Opposition to Momentum’s Festival Comes From Fear of the New Politics It Represents
by Andrew Dolan
20 August 2016
The entryists are at it again. Momentum, this party within a party, is organising a ‘rival event’ to run on the same weekend that Labour’s own annual conference takes place, and in the very same city too. According to Labour MP Tom Blenkinsop: “It’s part of the hard-left, the fringe of British politics. They’re not affiliated to UK Labour and are entryists.”
Such hyperbole is of course commonplace, although, thankfully, equally common is its general dismissal as just that – even if much of the press still insist on elevating the conspiratorial to that worthy of consideration. Scrape beneath the slung muck, though, and there is an interesting event taking shape under the title of The World Transformed.
In Momentum’s words, “The World Transformed is a celebration of politics, art, music, culture and community. Hosted by a coalition of grassroots groups and powered by Momentum, The World Transformed will promote a radical, positive vision for the future.”
Nothing sinister here, and very much standard fare for a left-wing get-together: meet people, discuss ideas, share experiences, imagine a better future. All important things, even if at times such activities can become a little self-indulgent or overly abstract.
Why all the fuss, then? Well, beyond the usual red-baiting there is something else at play here. For when and where you do something is often as important as what you do, and the presence of The World Transformed so close – in both time and space – to the Labour party conference represents, in fantastically symbolic fashion, the interruption of the old by the new.
After all, there are few occasions in the political calendar that better illustrate the hollowed-out, hyper-mediatised entity the Labour Party has become over the last 30 years than its conference. It was Tony Blair who finalised its transformation into a stage on which to uncritically present the party leader to a largely adoring audience, and to reduce the passing of policy to a performance based on a script written sometime before and by a director with total control. Conference has in recent years been less about democracy or even its appearance; it’s about the leader’s performance.
Of course, New Labour is no more and today’s Labour party is passing through a period of convulsion unlike any other.

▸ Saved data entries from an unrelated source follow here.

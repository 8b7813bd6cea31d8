//! Seam to the agent-execution runtime. The engine decides *which* healing
//! action to run; this trait is the only place that actually runs one, so
//! tests substitute a scripted fake and the shipped default is a logging
//! no-op until a real runtime is wired in.

use async_trait::async_trait;

use crate::db::models::HealingAction;
use crate::error::AppError;

/// What became of one action invocation.
#[derive(Debug, Clone, PartialEq, Eq)]
pub enum ActionOutcome {
    /// The action completed and the issue is considered addressed.
    Resolved(String),
    /// The action ran and did not help, or could not run.
    Failed(String),
    /// The action was started but has no completion signal yet; the executor
    /// polls it again on a later cycle.
    InProgress(String),
}

#[async_trait]
pub trait AgentRuntime: Send + Sync {
    /// Execute one remediation against one agent. Implementations should
    /// return [`ActionOutcome::Failed`] for remediations that ran and did
    /// not work, and `Err` only for transport-level trouble reaching the
    /// runtime itself.
    async fn execute_action(
        &self,
        agent_id: &str,
        action: &HealingAction,
    ) -> Result<ActionOutcome, AppError>;
}

/// Default runtime: logs the request and reports success. Keeps the engine
/// fully operable in environments where no execution backend is attached.
pub struct NoopRuntime;

#[async_trait]
impl AgentRuntime for NoopRuntime {
    async fn execute_action(
        &self,
        agent_id: &str,
        action: &HealingAction,
    ) -> Result<ActionOutcome, AppError> {
        tracing::info!(
            agent_id = %agent_id,
            action = action.action_type.as_str(),
            params = %action.params,
            "No runtime attached, treating action as applied"
        );
        Ok(ActionOutcome::Resolved(format!(
            "{} acknowledged (no runtime attached)",
            action.action_type.as_str()
        )))
    }
}
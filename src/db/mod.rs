pub mod migrations;
pub mod models;
pub mod repos;

use r2d2::{CustomizeConnection, Pool};
use r2d2_sqlite::SqliteConnectionManager;
use std::path::Path;

use crate::error::AppError;

pub type DbPool = Pool<SqliteConnectionManager>;

/// Connection customizer that sets per-connection SQLite pragmas.
#[derive(Debug)]
struct SqlitePragmaCustomizer;

impl CustomizeConnection<rusqlite::Connection, rusqlite::Error> for SqlitePragmaCustomizer {
    fn on_acquire(&self, conn: &mut rusqlite::Connection) -> Result<(), rusqlite::Error> {
        conn.execute_batch(
            "PRAGMA foreign_keys = ON;
             PRAGMA busy_timeout = 5000;
             PRAGMA synchronous = NORMAL;
             PRAGMA cache_size = -8000;",
        )?;
        Ok(())
    }
}

/// Initialize the database: create file, enable WAL + foreign keys, run migrations.
pub fn init_db(data_dir: &Path) -> Result<DbPool, AppError> {
    std::fs::create_dir_all(data_dir)?;
    let db_path = data_dir.join("proactive.db");

    tracing::info!(path = %db_path.display(), "Initializing database");

    let manager = SqliteConnectionManager::file(&db_path);
    let pool = Pool::builder()
        .max_size(8)
        .connection_customizer(Box::new(SqlitePragmaCustomizer))
        .build(manager)?;

    // Set WAL journal mode (database-wide, only needs to run once)
    {
        let conn = pool.get()?;
        conn.execute_batch("PRAGMA journal_mode = WAL;")?;
        tracing::debug!("SQLite pragmas configured (WAL, FK, busy_timeout)");
    }

    {
        let conn = pool.get()?;
        migrations::run(&conn)?;
    }

    tracing::info!("Database initialized successfully");
    Ok(pool)
}

#[cfg(test)]
pub fn init_test_db() -> Result<DbPool, AppError> {
    use std::time::Duration;

    // Use a unique temp file for each test to avoid in-memory connection issues with r2d2.
    let tmp = std::env::temp_dir().join(format!("proactive_test_{}.db", uuid::Uuid::new_v4()));
    let manager = SqliteConnectionManager::file(&tmp);
    let pool = Pool::builder()
        .max_size(2)
        .connection_timeout(Duration::from_secs(5))
        .connection_customizer(Box::new(SqlitePragmaCustomizer))
        .build(manager)?;

    let conn = pool.get()?;
    migrations::run(&conn)?;
    drop(conn);
    Ok(pool)
}
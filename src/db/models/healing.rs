use serde::{Deserialize, Serialize};
use ts_rs::TS;

// ============================================================================
// Remediation actions
// ============================================================================

#[derive(Debug, Clone, Copy, PartialEq, Eq, Hash, Serialize, Deserialize, TS)]
#[serde(rename_all = "snake_case")]
#[ts(export)]
pub enum ActionType {
    Retry,
    RefreshConnection,
    ClearCache,
    ResetState,
    UseFallback,
    NotifyAdmin,
    AutoRestart,
}

impl ActionType {
    pub const ALL: [ActionType; 7] = [
        ActionType::Retry,
        ActionType::RefreshConnection,
        ActionType::ClearCache,
        ActionType::ResetState,
        ActionType::UseFallback,
        ActionType::NotifyAdmin,
        ActionType::AutoRestart,
    ];

    pub fn as_str(&self) -> &'static str {
        match self {
            ActionType::Retry => "retry",
            ActionType::RefreshConnection => "refresh_connection",
            ActionType::ClearCache => "clear_cache",
            ActionType::ResetState => "reset_state",
            ActionType::UseFallback => "use_fallback",
            ActionType::NotifyAdmin => "notify_admin",
            ActionType::AutoRestart => "auto_restart",
        }
    }

    pub fn parse(s: &str) -> Option<Self> {
        match s {
            "retry" => Some(ActionType::Retry),
            "refresh_connection" => Some(ActionType::RefreshConnection),
            "clear_cache" => Some(ActionType::ClearCache),
            "reset_state" => Some(ActionType::ResetState),
            "use_fallback" => Some(ActionType::UseFallback),
            "notify_admin" => Some(ActionType::NotifyAdmin),
            "auto_restart" => Some(ActionType::AutoRestart),
            _ => None,
        }
    }
}

/// Risk classification driving the approval gate. Ordered: safe actions may
/// auto-execute, moderate actions need standing or explicit approval, risky
/// actions always need explicit approval.
#[derive(Debug, Clone, Copy, PartialEq, Eq, PartialOrd, Ord, Serialize, Deserialize, TS)]
#[serde(rename_all = "snake_case")]
#[ts(export)]
pub enum RiskLevel {
    Safe,
    Moderate,
    Risky,
}

impl RiskLevel {
    pub fn as_str(&self) -> &'static str {
        match self {
            RiskLevel::Safe => "safe",
            RiskLevel::Moderate => "moderate",
            RiskLevel::Risky => "risky",
        }
    }
}

/// One resolved action instance inside a healing record: the registry
/// primitive plus concrete parameters for this occurrence.
#[derive(Debug, Clone, Serialize, Deserialize, TS)]
#[ts(export)]
pub struct HealingAction {
    pub action_type: ActionType,
    #[ts(type = "Record<string, unknown>")]
    pub params: serde_json::Value,
}

impl HealingAction {
    pub fn new(action_type: ActionType, params: serde_json::Value) -> Self {
        Self { action_type, params }
    }
}

// ============================================================================
// Diagnosis
// ============================================================================

#[derive(Debug, Clone, Copy, PartialEq, Eq, Hash, Serialize, Deserialize, TS)]
#[serde(rename_all = "snake_case")]
#[ts(export)]
pub enum IssueType {
    Connectivity,
    RateLimit,
    StateCorruption,
    CapabilityGap,
    Unknown,
}

impl IssueType {
    pub fn as_str(&self) -> &'static str {
        match self {
            IssueType::Connectivity => "connectivity",
            IssueType::RateLimit => "rate_limit",
            IssueType::StateCorruption => "state_corruption",
            IssueType::CapabilityGap => "capability_gap",
            IssueType::Unknown => "unknown",
        }
    }

    pub fn parse(s: &str) -> Option<Self> {
        match s {
            "connectivity" => Some(IssueType::Connectivity),
            "rate_limit" => Some(IssueType::RateLimit),
            "state_corruption" => Some(IssueType::StateCorruption),
            "capability_gap" => Some(IssueType::CapabilityGap),
            "unknown" => Some(IssueType::Unknown),
            _ => None,
        }
    }
}

#[derive(Debug, Clone, Copy, PartialEq, Eq, PartialOrd, Ord, Serialize, Deserialize, TS)]
#[serde(rename_all = "snake_case")]
#[ts(export)]
pub enum IssueSeverity {
    Low,
    Medium,
    High,
    Critical,
}

impl IssueSeverity {
    pub fn as_str(&self) -> &'static str {
        match self {
            IssueSeverity::Low => "low",
            IssueSeverity::Medium => "medium",
            IssueSeverity::High => "high",
            IssueSeverity::Critical => "critical",
        }
    }

    pub fn parse(s: &str) -> Option<Self> {
        match s {
            "low" => Some(IssueSeverity::Low),
            "medium" => Some(IssueSeverity::Medium),
            "high" => Some(IssueSeverity::High),
            "critical" => Some(IssueSeverity::Critical),
        _ => None,
        }
    }

    /// One step worse, saturating at critical.
    pub fn bumped(&self) -> Self {
        match self {
            IssueSeverity::Low => IssueSeverity::Medium,
            IssueSeverity::Medium => IssueSeverity::High,
            IssueSeverity::High | IssueSeverity::Critical => IssueSeverity::Critical,
        }
    }
}

/// Output of the diagnosis engine, persisted verbatim on the healing record.
#[derive(Debug, Clone, Serialize, Deserialize, TS)]
#[ts(export)]
pub struct DiagnosisResult {
    pub agent_id: String,
    pub issue_type: IssueType,
    pub severity: IssueSeverity,
    pub summary: String,
    pub recommended_actions: Vec<HealingAction>,
    /// How sure the classifier is about the issue type, in [0,1].
    pub confidence: f64,
    /// Error signatures / log excerpts supporting the classification.
    pub evidence: Vec<String>,
}

// ============================================================================
// Healing record state machine
// ============================================================================

#[derive(Debug, Clone, Copy, PartialEq, Eq, Serialize, Deserialize, TS)]
#[serde(rename_all = "snake_case")]
#[ts(export)]
pub enum HealingStatus {
    Diagnosed,
    AwaitingApproval,
    AutoApproved,
    Executing,
    Succeeded,
    Failed,
    Escalated,
    Rejected,
}

impl HealingStatus {
    pub fn as_str(&self) -> &'static str {
        match self {
            HealingStatus::Diagnosed => "diagnosed",
            HealingStatus::AwaitingApproval => "awaiting_approval",
            HealingStatus::AutoApproved => "auto_approved",
            HealingStatus::Executing => "executing",
            HealingStatus::Succeeded => "succeeded",
            HealingStatus::Failed => "failed",
            HealingStatus::Escalated => "escalated",
            HealingStatus::Rejected => "rejected",
        }
    }

    pub fn parse(s: &str) -> Option<Self> {
        match s {
            "diagnosed" => Some(HealingStatus::Diagnosed),
            "awaiting_approval" => Some(HealingStatus::AwaitingApproval),
            "auto_approved" => Some(HealingStatus::AutoApproved),
            "executing" => Some(HealingStatus::Executing),
            "succeeded" => Some(HealingStatus::Succeeded),
            "failed" => Some(HealingStatus::Failed),
            "escalated" => Some(HealingStatus::Escalated),
            "rejected" => Some(HealingStatus::Rejected),
            _ => None,
        }
    }

    /// Terminal states never transition again.
    pub fn is_terminal(&self) -> bool {
        matches!(
            self,
            HealingStatus::Succeeded | HealingStatus::Escalated | HealingStatus::Rejected
        )
    }
}

/// Outcome tag for one audit-trail entry.
#[derive(Debug, Clone, Copy, PartialEq, Eq, Serialize, Deserialize, TS)]
#[serde(rename_all = "snake_case")]
#[ts(export)]
pub enum AuditOutcome {
    Started,
    Succeeded,
    Failed,
    Skipped,
    ApprovalRequested,
    Approved,
    Rejected,
    Escalated,
    Rediagnosed,
    SelfResolved,
}

/// One ordered entry in a healing record's audit trail. Every state-machine
/// advance appends here before the status changes.
#[derive(Debug, Clone, Serialize, Deserialize, TS)]
#[ts(export)]
pub struct AuditEntry {
    pub action: Option<ActionType>,
    pub outcome: AuditOutcome,
    pub detail: Option<String>,
    pub timestamp: String,
}

#[derive(Debug, Clone, Serialize, Deserialize, TS)]
#[ts(export)]
pub struct HealingRecord {
    pub id: String,
    pub agent_id: String,
    pub issue_type: IssueType,
    pub severity: IssueSeverity,
    pub diagnosis: DiagnosisResult,
    /// Priority-ordered candidate actions with resolved params.
    pub actions: Vec<HealingAction>,
    /// Index into `actions` of the next/currently executing candidate.
    pub current_action: i64,
    pub status: HealingStatus,
    pub attempt_count: i64,
    pub audit_trail: Vec<AuditEntry>,
    pub approved_at: Option<String>,
    pub resolved_at: Option<String>,
    pub created_at: String,
    pub updated_at: String,
}

impl HealingRecord {
    /// The action the record is waiting on or about to execute, if any.
    pub fn pending_action(&self) -> Option<&HealingAction> {
        self.actions.get(self.current_action as usize)
    }
}

// ============================================================================
// Healing outcome stats
// ============================================================================

/// Aggregated success/failure counts per (issue type, action), feeding the
/// historical half of action prioritization.
#[derive(Debug, Clone, Serialize, Deserialize, TS)]
#[ts(export)]
pub struct HealingStat {
    pub issue_type: IssueType,
    pub action_type: ActionType,
    pub success_count: i64,
    pub failure_count: i64,
    pub last_outcome_at: String,
}

impl HealingStat {
    /// Observed success share; `None` until at least one outcome exists.
    pub fn success_rate(&self) -> Option<f64> {
        let total = self.success_count + self.failure_count;
        if total == 0 {
            return None;
        }
        Some(self.success_count as f64 / total as f64)
    }
}
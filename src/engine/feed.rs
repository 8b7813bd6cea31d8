//! Live feed and read-side projection.
//!
//! [`ProactiveFeed`] is a plain observer registry: subscribers get an
//! unbounded channel and an id to unsubscribe with, publishers never block,
//! and dead subscribers are pruned on the next publish.
//!
//! [`ProactiveProjection`] is the in-memory read model the feed events are
//! stamped from. Every record key carries a monotonically increasing version
//! so consumers can discard out-of-order deliveries; the projection is
//! rebuilt from the store at startup and kept current by the engine
//! afterwards.

use std::collections::HashMap;
use std::sync::atomic::{AtomicU64, Ordering};
use std::sync::RwLock;

use serde::Serialize;
use tokio::sync::mpsc;
use ts_rs::TS;

use crate::db::models::{HealingRecord, HeartbeatLog, Pattern, Suggestion};
use crate::db::repos::{agents, healing as healing_repo, patterns as pattern_repo, suggestions as suggestion_repo};
use crate::db::DbPool;
use crate::error::AppError;

/// One entry on the live feed. `version` is per record key: a consumer that
/// sees version 7 for a record can drop any later delivery with version <= 7.
#[derive(Debug, Clone, Serialize, TS)]
#[serde(tag = "kind", rename_all = "snake_case")]
#[ts(export)]
pub enum ProactiveEvent {
    SuggestionCreated { version: u64, suggestion: Suggestion },
    SuggestionUpdated { version: u64, suggestion: Suggestion },
    PatternUpdated { version: u64, pattern: Pattern },
    HealingUpdated { version: u64, record: HealingRecord },
    HeartbeatCompleted { version: u64, log: HeartbeatLog },
}

impl ProactiveEvent {
    pub fn version(&self) -> u64 {
        match self {
            ProactiveEvent::SuggestionCreated { version, .. }
            | ProactiveEvent::SuggestionUpdated { version, .. }
            | ProactiveEvent::PatternUpdated { version, .. }
            | ProactiveEvent::HealingUpdated { version, .. }
            | ProactiveEvent::HeartbeatCompleted { version, .. } => *version,
        }
    }
}

// ---------------------------------------------------------------------------
// Feed
// ---------------------------------------------------------------------------

pub type SubscriptionId = u64;

#[derive(Default)]
pub struct ProactiveFeed {
    subscribers: RwLock<HashMap<SubscriptionId, mpsc::UnboundedSender<ProactiveEvent>>>,
    next_id: AtomicU64,
}

impl ProactiveFeed {
    pub fn new() -> Self {
        Self::default()
    }

    /// Register a subscriber. The receiver sees every event published after
    /// this call; dropping it (or calling [`Self::unsubscribe`]) ends the
    /// subscription.
    pub fn subscribe(&self) -> (SubscriptionId, mpsc::UnboundedReceiver<ProactiveEvent>) {
        let (tx, rx) = mpsc::unbounded_channel();
        let id = self.next_id.fetch_add(1, Ordering::Relaxed);
        if let Ok(mut subs) = self.subscribers.write() {
            subs.insert(id, tx);
        }
        (id, rx)
    }

    /// Returns false when the id was already gone.
    pub fn unsubscribe(&self, id: SubscriptionId) -> bool {
        self.subscribers
            .write()
            .map(|mut subs| subs.remove(&id).is_some())
            .unwrap_or(false)
    }

    /// Deliver one event to every live subscriber. Closed channels are
    /// dropped from the registry here rather than on a timer.
    pub fn publish(&self, event: &ProactiveEvent) {
        let Ok(mut subs) = self.subscribers.write() else {
            return;
        };
        subs.retain(|_, tx| tx.send(event.clone()).is_ok());
    }

    pub fn subscriber_count(&self) -> usize {
        self.subscribers.read().map(|s| s.len()).unwrap_or(0)
    }
}

// ---------------------------------------------------------------------------
// Projection
// ---------------------------------------------------------------------------

#[derive(Default)]
struct ProjectionState {
    versions: HashMap<String, u64>,
    pending_suggestions: HashMap<String, Suggestion>,
    active_healing: HashMap<String, HealingRecord>,
    active_patterns: HashMap<String, Pattern>,
}

impl ProjectionState {
    fn bump(&mut self, key: &str) -> u64 {
        let v = self.versions.entry(key.to_string()).or_insert(0);
        *v += 1;
        *v
    }
}

/// Read model over the store: pending suggestions, open healing sessions and
/// active patterns, versioned per record.
#[derive(Default)]
pub struct ProactiveProjection {
    state: RwLock<ProjectionState>,
}

impl ProactiveProjection {
    pub fn new() -> Self {
        Self::default()
    }

    /// Reload the whole read model from the store. Versions restart at 1; the
    /// per-record guarantee is monotonicity within a process lifetime.
    pub fn rebuild(&self, pool: &DbPool) -> Result<(), AppError> {
        let mut fresh = ProjectionState::default();
        for agent in agents::get_enabled(pool)? {
            for s in suggestion_repo::get_pending(pool, &agent.id)? {
                fresh.bump(&s.id);
                fresh.pending_suggestions.insert(s.id.clone(), s);
            }
            let now = chrono::Utc::now().to_rfc3339();
            for p in pattern_repo::get_active(pool, &agent.id, 0.0, &now)? {
                fresh.bump(&p.id);
                fresh.active_patterns.insert(p.id.clone(), p);
            }
        }
        for r in healing_repo::get_active(pool, None)? {
            fresh.bump(&r.id);
            fresh.active_healing.insert(r.id.clone(), r);
        }
        let suggestions = fresh.pending_suggestions.len();
        let healing = fresh.active_healing.len();
        let patterns = fresh.active_patterns.len();
        if let Ok(mut state) = self.state.write() {
            *state = fresh;
        }
        tracing::info!(suggestions, healing, patterns, "Projection rebuilt from store");
        Ok(())
    }

    pub fn suggestion_created(&self, suggestion: Suggestion) -> ProactiveEvent {
        self.upsert_suggestion(suggestion, true)
    }

    pub fn suggestion_updated(&self, suggestion: Suggestion) -> ProactiveEvent {
        self.upsert_suggestion(suggestion, false)
    }

    fn upsert_suggestion(&self, suggestion: Suggestion, created: bool) -> ProactiveEvent {
        let version = self
            .state
            .write()
            .map(|mut state| {
                let version = state.bump(&suggestion.id);
                if suggestion.status == crate::db::models::SuggestionStatus::Pending {
                    state
                        .pending_suggestions
                        .insert(suggestion.id.clone(), suggestion.clone());
                } else {
                    state.pending_suggestions.remove(&suggestion.id);
                }
                version
            })
            .unwrap_or(0);
        if created {
            ProactiveEvent::SuggestionCreated { version, suggestion }
        } else {
            ProactiveEvent::SuggestionUpdated { version, suggestion }
        }
    }

    pub fn pattern_updated(&self, pattern: Pattern) -> ProactiveEvent {
        let version = self
            .state
            .write()
            .map(|mut state| {
                let version = state.bump(&pattern.id);
                if pattern.active {
                    state.active_patterns.insert(pattern.id.clone(), pattern.clone());
                } else {
                    state.active_patterns.remove(&pattern.id);
                }
                version
            })
            .unwrap_or(0);
        ProactiveEvent::PatternUpdated { version, pattern }
    }

    pub fn healing_updated(&self, record: HealingRecord) -> ProactiveEvent {
        let version = self
            .state
            .write()
            .map(|mut state| {
                let version = state.bump(&record.id);
                if record.status.is_terminal() {
                    state.active_healing.remove(&record.id);
                } else {
                    state.active_healing.insert(record.id.clone(), record.clone());
                }
                version
            })
            .unwrap_or(0);
        ProactiveEvent::HealingUpdated { version, record }
    }

    /// Heartbeats version per agent rather than per log row, so a feed
    /// consumer can tell "a newer cycle finished" without tracking log ids.
    pub fn heartbeat_completed(&self, log: HeartbeatLog) -> ProactiveEvent {
        let key = format!("heartbeat:{}", log.agent_id);
        let version = self
            .state
            .write()
            .map(|mut state| state.bump(&key))
            .unwrap_or(0);
        ProactiveEvent::HeartbeatCompleted { version, log }
    }

    // --- snapshot accessors ---

    pub fn pending_suggestions(&self, agent_id: &str) -> Vec<Suggestion> {
        self.state
            .read()
            .map(|state| {
                let mut out: Vec<Suggestion> = state
                    .pending_suggestions
                    .values()
                    .filter(|s| s.agent_id == agent_id)
                    .cloned()
                    .collect();
                out.sort_by(|a, b| b.created_at.cmp(&a.created_at));
                out
            })
            .unwrap_or_default()
    }

    pub fn active_healing(&self, agent_id: Option<&str>) -> Vec<HealingRecord> {
        self.state
            .read()
            .map(|state| {
                state
                    .active_healing
                    .values()
                    .filter(|r| agent_id.map_or(true, |id| r.agent_id == id))
                    .cloned()
                    .collect()
            })
            .unwrap_or_default()
    }

    pub fn active_patterns(&self, agent_id: &str) -> Vec<Pattern> {
        self.state
            .read()
            .map(|state| {
                state
                    .active_patterns
                    .values()
                    .filter(|p| p.agent_id == agent_id)
                    .cloned()
                    .collect()
            })
            .unwrap_or_default()
    }

    pub fn version_of(&self, record_id: &str) -> Option<u64> {
        self.state
            .read()
            .ok()
            .and_then(|state| state.versions.get(record_id).copied())
    }
}

// ---------------------------------------------------------------------------
// Tests
// ---------------------------------------------------------------------------

#[cfg(test)]
mod tests {
    use super::*;
    use crate::db::init_test_db;
    use crate::db::models::{
        SuggestedActionKind, SuggestionPriority, SuggestionStatus, SuggestionType,
    };

    fn make_suggestion(id: &str, status: SuggestionStatus) -> Suggestion {
        let now = chrono::Utc::now();
        Suggestion {
            id: id.to_string(),
            agent_id: "agent-a".into(),
            source_pattern_id: None,
            suggestion_type: SuggestionType::BehaviorInsight,
            priority: SuggestionPriority::Low,
            title: "Recurring theme".into(),
            body: "theme body".into(),
            action_type: SuggestedActionKind::None,
            action_params: serde_json::json!({}),
            confidence: 0.8,
            status,
            created_at: now.to_rfc3339(),
            expires_at: (now + chrono::Duration::hours(48)).to_rfc3339(),
            resolved_at: None,
        }
    }

    // --- feed ---

    #[tokio::test]
    async fn test_subscribe_publish_unsubscribe() {
        let feed = ProactiveFeed::new();
        let projection = ProactiveProjection::new();
        let (id_a, mut rx_a) = feed.subscribe();
        let (_id_b, mut rx_b) = feed.subscribe();
        assert_eq!(feed.subscriber_count(), 2);

        let event = projection.suggestion_created(make_suggestion("s-1", SuggestionStatus::Pending));
        feed.publish(&event);
        assert_eq!(rx_a.recv().await.unwrap().version(), 1);
        assert_eq!(rx_b.recv().await.unwrap().version(), 1);

        assert!(feed.unsubscribe(id_a));
        assert!(!feed.unsubscribe(id_a));
        assert_eq!(feed.subscriber_count(), 1);

        let event = projection.suggestion_updated(make_suggestion("s-1", SuggestionStatus::Accepted));
        feed.publish(&event);
        assert_eq!(rx_b.recv().await.unwrap().version(), 2);
        assert!(rx_a.try_recv().is_err());
    }

    #[tokio::test]
    async fn test_dropped_receiver_pruned_on_publish() {
        let feed = ProactiveFeed::new();
        let projection = ProactiveProjection::new();
        let (_id, rx) = feed.subscribe();
        drop(rx);
        assert_eq!(feed.subscriber_count(), 1);

        let event = projection.suggestion_created(make_suggestion("s-1", SuggestionStatus::Pending));
        feed.publish(&event);
        assert_eq!(feed.subscriber_count(), 0);
    }

    // --- projection ---

    #[test]
    fn test_versions_monotonic_and_independent() {
        let projection = ProactiveProjection::new();
        let e1 = projection.suggestion_created(make_suggestion("s-1", SuggestionStatus::Pending));
        let e2 = projection.suggestion_updated(make_suggestion("s-1", SuggestionStatus::Pending));
        let e3 = projection.suggestion_created(make_suggestion("s-2", SuggestionStatus::Pending));
        assert_eq!(e1.version(), 1);
        assert_eq!(e2.version(), 2);
        assert_eq!(e3.version(), 1);
        assert_eq!(projection.version_of("s-1"), Some(2));
        assert_eq!(projection.version_of("s-404"), None);
    }

    #[test]
    fn test_resolved_suggestion_leaves_snapshot() {
        let projection = ProactiveProjection::new();
        projection.suggestion_created(make_suggestion("s-1", SuggestionStatus::Pending));
        assert_eq!(projection.pending_suggestions("agent-a").len(), 1);

        projection.suggestion_updated(make_suggestion("s-1", SuggestionStatus::Dismissed));
        assert!(projection.pending_suggestions("agent-a").is_empty());
        // The version survives removal so late deliveries stay ordered.
        assert_eq!(projection.version_of("s-1"), Some(2));
    }

    #[test]
    fn test_heartbeat_versions_per_agent() {
        let projection = ProactiveProjection::new();
        let make_log = |agent: &str| HeartbeatLog {
            id: uuid::Uuid::new_v4().to_string(),
            agent_id: agent.to_string(),
            heartbeat_type: crate::db::models::HeartbeatType::Scheduled,
            result: crate::db::models::HeartbeatResult::Ok,
            sub_results: vec![],
            duration_ms: Some(5),
            triggered_at: chrono::Utc::now().to_rfc3339(),
        };
        assert_eq!(projection.heartbeat_completed(make_log("agent-a")).version(), 1);
        assert_eq!(projection.heartbeat_completed(make_log("agent-a")).version(), 2);
        assert_eq!(projection.heartbeat_completed(make_log("agent-b")).version(), 1);
    }

    #[test]
    fn test_rebuild_from_store() {
        let pool = init_test_db().unwrap();
        crate::db::repos::agents::upsert(&pool, "agent-a", "Agent A").unwrap();
        let suggestion = make_suggestion("s-1", SuggestionStatus::Pending);
        suggestion_repo::insert(&pool, &suggestion).unwrap();

        let projection = ProactiveProjection::new();
        projection.rebuild(&pool).unwrap();
        let pending = projection.pending_suggestions("agent-a");
        assert_eq!(pending.len(), 1);
        assert_eq!(pending[0].id, "s-1");
        assert_eq!(projection.version_of("s-1"), Some(1));
        assert!(projection.active_healing(None).is_empty());
    }
}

Few are under the illusion that this year’s conference will be like those before it – even last year’s – especially as the prospect of a second Jeremy Corbyn leadership victory and a potential split looms large.
Yet for those profoundly influenced by the politics Blair perfected – and there are many in the parliamentary party – the presence of The World Transformed next to the once premier exhibition of New Labour triumphalism will serve as another powerful reminder that the parliamentary Labour party now lacks the ability to isolate and control the party grassroots as Blair did. More importantly, so too does it signal that an entirely new politics is emerging and cannot be easily swept aside.
Indeed, the protestations of those opposed to Momentum’s event in many cases betray not only their attitude towards Corbyn but also an ignorance of the ways in which digital technology enables groups with limited resources to more easily bypass hierarchies and assert influence in and beyond an organisation. Complain all you want, but the event is happening.
The complaints and accusations made also compare poorly to the relative ease with which in late 2014 the SNP accepted the Radical Independence Campaign’s conference was taking place within a stone’s throw of its own. The SNP, it seems, at least has some idea that renewal comes as much from outside the party as it does from inside, whereas there are still many in Labour deeply at odds with this political paradigm.
More than just the interruption of a spectacle, then, the coming together of these two events is in many ways a meeting of two different ways of doing politics. On one hand, an old model of politics as a stage-managed performance shorn of substance, of a political elite cushioned from accountability and of a refusal to acknowledge that business as usual simply isn’t working. On the other, a new model, not yet fully formed but carrying with it a conception of politics as participative, empowering and focused on radical change. Needless to say, discomfort towards The World Transformed is less about this one event than the politics it represents.
It is worth noting the line that separates the old and the new, the closed-minded and the curious, does not neatly mirror the division between those inside parliament and those outside of it, and nor does Momentum have a monopoly on radical change. There is, for example, much creative energy in many constituency Labour parties and across a wider terrain of popular struggle.
Still, regardless of who leads the Labour party into the next general election, many of the ideas discussed at The World Transformed will be crucial to its transformation into an organisation capable of getting around the crisis of social democracy that has for many years been playing out in Europe.
And to those Labour MPs and members with suspicious minds, I say: when you are in Liverpool for the party conference, go down to the wonderful Black-E, the venue for The World Transformed, for you might just see something that inspires you.